Claim 3 indicates the synthesizing method and its specification consists of the relevant steps as follows:
- Mentioned gas atmosphere is nitrogen (N₂) – hydrogen (H₂) mixture. 90-98.5 % N₂ and 1.5-10 H₂ % is used.
- Appropriate raw materials are chosen for solid-state reaction method of the phosphorescence pigment (in oxide, carbonate, hydroxide etc. forms). The determined raw materials are selected with the proper purities (>99.5 %).
- To get long-afterglow phosphorescent pigment by the synthesizing method mentioned wet milling is applied for appropriate time by planetary mill (30 minutes – 6 hours).
-In the wet milling process mentioned the proper wet medium (ethanol, propanol-2 pure water, etc.), appropriate milling and mixing media, aluminum and zirconuim oxide balls in the diameter of 1mm-, and their jars are provided.
C) In the synthesizing method mentioned to get long-afterglow phosphorescent pigment a proper gas flow rate (0.1-0.50 lt/min) is set in the sintering furnace.
D) In the synthesizing method mentioned to obtain CaAl₂O₄phase a proper sintering temperature (1250-1600 ^oC) and time (30 minutes-6 hours) are set in the furnace.
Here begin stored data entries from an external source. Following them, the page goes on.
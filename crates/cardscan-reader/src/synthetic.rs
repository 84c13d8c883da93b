//! Synthetic card scans.
//!
//! Renders an ideal card with holes placed exactly where the geometry model
//! predicts them. Used by the tests and benches, and by `cardscan render` to
//! produce reference images.

use crate::geometry::CardGeometry;
use crate::holes::{HoleGrid, ReadingOrder};
use crate::params::{ReaderParams, CARD_WIDTH_IN};
use cardscan_core::{CardImage, EdgeLine, ImageError};
use cardscan_hollerith::{encode_text, unpack_column, CodePage, COLUMNS, ROWS};
use serde::{Deserialize, Serialize};

/// Description of a synthetic scan. Defaults reproduce a straight card in
/// the standard 590 x 1181 px scanner window at 150 dpi.
#[derive(Clone, Debug, PartialEq, Serialize, Deserialize)]
pub struct SyntheticCard {
    pub width: usize,
    pub height: usize,
    pub channels: usize,
    /// Left card edge on row 0.
    pub left_edge: f64,
    pub card_width: f64,
    /// First background row below the card, at the card centre.
    pub front_y: f64,
    /// Horizontal shift of both side edges per row.
    pub skew: f64,
    pub card_level: u8,
    pub background_level: u8,
    pub dpi: f64,
    pub hole_half_x: i32,
    pub hole_half_y: i32,
    columns: Vec<u16>,
}

impl SyntheticCard {
    pub fn blank() -> Self {
        let holes = ReaderParams::default().holes;
        Self {
            width: 590,
            height: 1181,
            channels: 1,
            left_edge: 51.0,
            card_width: 488.0,
            front_y: 1141.0,
            skew: 0.0,
            card_level: 200,
            background_level: 0,
            dpi: 150.0,
            hole_half_x: holes.half_x,
            hole_half_y: holes.half_y,
            columns: vec![0; COLUMNS],
        }
    }

    /// Card punched with the given column patterns; `None` unless 80 are given.
    pub fn from_values(values: &[u16]) -> Option<Self> {
        (values.len() == COLUMNS).then(|| Self {
            columns: values.iter().map(|v| v & 0x0fff).collect(),
            ..Self::blank()
        })
    }

    /// Card punched with `text`, padded with blank columns.
    ///
    /// `None` when the text is longer than a card or has a character the
    /// code page cannot encode.
    pub fn from_text(text: &str, code_page: CodePage) -> Option<Self> {
        let mut values = encode_text(text, code_page)?;
        if values.len() > COLUMNS {
            return None;
        }
        values.resize(COLUMNS, 0);
        Self::from_values(&values)
    }

    /// Punch 1-based `(column, row)`; out-of-range cells are ignored.
    pub fn punch(&mut self, column: usize, row: usize) {
        if (1..=COLUMNS).contains(&column) && (1..=ROWS).contains(&row) {
            self.columns[column - 1] |= 1 << (ROWS - row);
        }
    }

    pub fn values(&self) -> &[u16] {
        &self.columns
    }

    pub fn grid(&self) -> HoleGrid {
        HoleGrid::from_columns(self.columns.iter().map(|&v| unpack_column(v)).collect())
            .unwrap_or_else(HoleGrid::blank)
    }

    /// Exact outline of the rendered card.
    pub fn geometry(&self) -> CardGeometry {
        CardGeometry {
            left: EdgeLine::new(self.left_edge, self.skew),
            right: EdgeLine::new(self.left_edge + self.card_width, self.skew),
            front_y: self.front_y,
            dpi: self.dpi,
        }
    }

    /// Mismatch between the rendered width and a nominal card.
    pub fn width_error(&self) -> f64 {
        self.card_width - CARD_WIDTH_IN * self.dpi
    }

    /// Scan of the front face.
    pub fn render_front(&self) -> Result<CardImage, ImageError> {
        let mut img =
            CardImage::filled(self.width, self.height, self.channels, self.background_level)?;
        let geometry = self.geometry();
        let cx = geometry.center_x(self.front_y) as f64;

        for y in 0..self.height as i32 {
            let yf = y as f64;
            let x0 = geometry.left.x_at(yf) as i32;
            let x1 = geometry.right.x_at(yf) as i32;
            for x in x0..x1 {
                // front edge is square to the side edges
                if yf < self.front_y - (x as f64 - cx) * self.skew {
                    img.set_pixel(x, y, self.card_level);
                }
            }
        }

        let (hx, hy) = (self.hole_half_x, self.hole_half_y);
        for column in 1..=COLUMNS {
            let holes = unpack_column(self.columns[column - 1]);
            for row in 1..=ROWS {
                if !holes[row - 1] {
                    continue;
                }
                let p = geometry.hole_position(column, row);
                let (x, y) = (p.x as i32, p.y as i32);
                img.fill_rect(x - hx, y - hy, x + hx + 1, y + hy + 1, self.background_level);
            }
        }
        Ok(img)
    }

    /// Scan of the back face: the front image mirrored left to right.
    pub fn render_back(&self) -> Result<CardImage, ImageError> {
        Ok(mirror_horizontally(&self.render_front()?))
    }

    /// Render the face read with `order`.
    pub fn render(&self, order: ReadingOrder) -> Result<CardImage, ImageError> {
        match order {
            ReadingOrder::Front => self.render_front(),
            ReadingOrder::Back => self.render_back(),
        }
    }
}

impl Default for SyntheticCard {
    fn default() -> Self {
        Self::blank()
    }
}

/// Flip an image left to right.
pub fn mirror_horizontally(src: &CardImage) -> CardImage {
    let c = src.channels;
    let mut data = Vec::with_capacity(src.data.len());
    for row in src.data.chunks_exact(src.width * c) {
        for px in row.chunks_exact(c).rev() {
            data.extend_from_slice(px);
        }
    }
    CardImage {
        width: src.width,
        height: src.height,
        channels: c,
        data,
    }
}
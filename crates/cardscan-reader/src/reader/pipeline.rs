use super::{CalibrationQuality, CardReading, ReadError};
use crate::edges::estimate_edges;
use crate::front_edge::locate_front_edge;
use crate::geometry::CardGeometry;
use crate::holes::{HoleScanner, ReadingOrder};
use crate::params::ReaderParams;
use cardscan_core::{CardImage, CardImageView, DebugOverlay, IntegralImage};

#[cfg(feature = "tracing")]
use tracing::instrument;

/// Reads one face of a scanned punched card.
///
/// The reader holds only its configuration; every call to [`CardReader::read`]
/// starts from a zero drift, so a single reader can be shared between threads.
#[derive(Clone, Debug, Default)]
pub struct CardReader {
    params: ReaderParams,
}

impl CardReader {
    pub fn new(params: ReaderParams) -> Self {
        Self { params }
    }

    /// Reader parameters.
    #[inline]
    pub fn params(&self) -> &ReaderParams {
        &self.params
    }

    /// Decode the 80 columns of one card face.
    pub fn read(
        &self,
        image: &CardImageView<'_>,
        order: ReadingOrder,
    ) -> Result<CardReading, ReadError> {
        self.run(image, order, None)
    }

    /// Like [`CardReader::read`], also rendering the calibration and hole
    /// annotations over a copy of the source.
    pub fn read_with_debug(
        &self,
        image: &CardImageView<'_>,
        order: ReadingOrder,
    ) -> Result<(CardReading, CardImage), ReadError> {
        let mut overlay = DebugOverlay::for_view(image);
        let reading = self.run(image, order, Some(&mut overlay))?;
        Ok((reading, overlay.render(image)))
    }

    #[cfg_attr(
        feature = "tracing",
        instrument(
            level = "info",
            skip(self, image, overlay),
            fields(width = image.width, height = image.height, channels = image.channels)
        )
    )]
    fn run(
        &self,
        image: &CardImageView<'_>,
        order: ReadingOrder,
        mut overlay: Option<&mut DebugOverlay>,
    ) -> Result<CardReading, ReadError> {
        self.params
            .validate()
            .map_err(|reason| ReadError::InvalidParams { reason })?;
        // the fields are public, so the layout is re-checked here
        let image = CardImageView::new(image.width, image.height, image.channels, image.data)?;

        let params = &self.params;
        let integral = IntegralImage::new(&image, params.polarity);

        let edges = estimate_edges(&integral, params, overlay.as_deref_mut());
        let front_edge = locate_front_edge(&integral, &edges, params, overlay.as_deref_mut());
        let geometry = CardGeometry::new(&edges, &front_edge, params.dpi);

        let scan = HoleScanner::new(&integral, &params.holes).scan(
            &geometry,
            order,
            overlay.as_deref_mut(),
        );

        let quality = CalibrationQuality {
            edges: edges.quality,
            front_edge_found: front_edge.found,
            width_deviation_px: geometry.width_deviation(),
            punched: scan.punched,
            peak_drift_px: scan.peak_drift,
        };
        log::debug!(
            "{} face read: {} holes, width deviation {:+.2} px",
            order.label(),
            quality.punched,
            quality.width_deviation_px
        );
        if quality.is_degraded() {
            log::warn!("{} face calibration degraded: {:?}", order.label(), quality);
        }

        let values = scan.grid.column_values();
        Ok(CardReading {
            order,
            edges,
            front_edge,
            geometry,
            grid: scan.grid,
            values,
            drift: scan.drift,
            quality,
        })
    }
}
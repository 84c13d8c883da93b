//! Facade crate for the `cardscan-*` workspace.
//!
//! This crate provides:
//! - re-exports of the underlying crates and their most used types
//! - duplex verification (front and back scans of the same card must agree)
//! - (feature-gated) image file loading and saving through the `image` crate
//!
//! ## Quickstart
//!
//! ```no_run
//! use cardscan::io::read_card_file;
//! use cardscan::{CardReader, ReaderParams, ReadingOrder};
//!
//! # fn main() -> Result<(), Box<dyn std::error::Error>> {
//! let reader = CardReader::new(ReaderParams::default());
//! let reading = read_card_file(&reader, "scan_0001_f.png", ReadingOrder::Front)?;
//! println!("{}", reading.text());
//! # Ok(())
//! # }
//! ```
//!
//! ## API map
//! - `cardscan::core`: image buffers, summed-area tables, edge lines, logging.
//! - `cardscan::hollerith`: punch-code table, cp037 decoding, national letters.
//! - `cardscan::reader`: the calibrating card reader and synthetic scans.
//! - `cardscan::duplex`: front/back comparison and report lines.
//! - `cardscan::io` (feature `image`): image files and parameter files.

pub use cardscan_core as core;
pub use cardscan_hollerith as hollerith;
pub use cardscan_reader as reader;

pub use cardscan_core::{CardImage, CardImageView, Polarity};
pub use cardscan_hollerith::{CodePage, National};
pub use cardscan_reader::{
    CalibrationQuality, CardReader, CardReading, ReadError, ReaderParams, ReadingOrder,
};

pub mod duplex;
#[cfg(feature = "image")]
pub mod io;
- In the synthesizing method mentioned the wet-milled and then dried batch is loaded in proper crucibles. The conditions indicated in A and B are followed:
- In the synthesizing method mentioned to get long-afterglow phosphorescent pigment dry milling to the bulk phosphor is performed under proper conditions for certain time to obtain particle sizes previously determined depending on the application field of the pigment.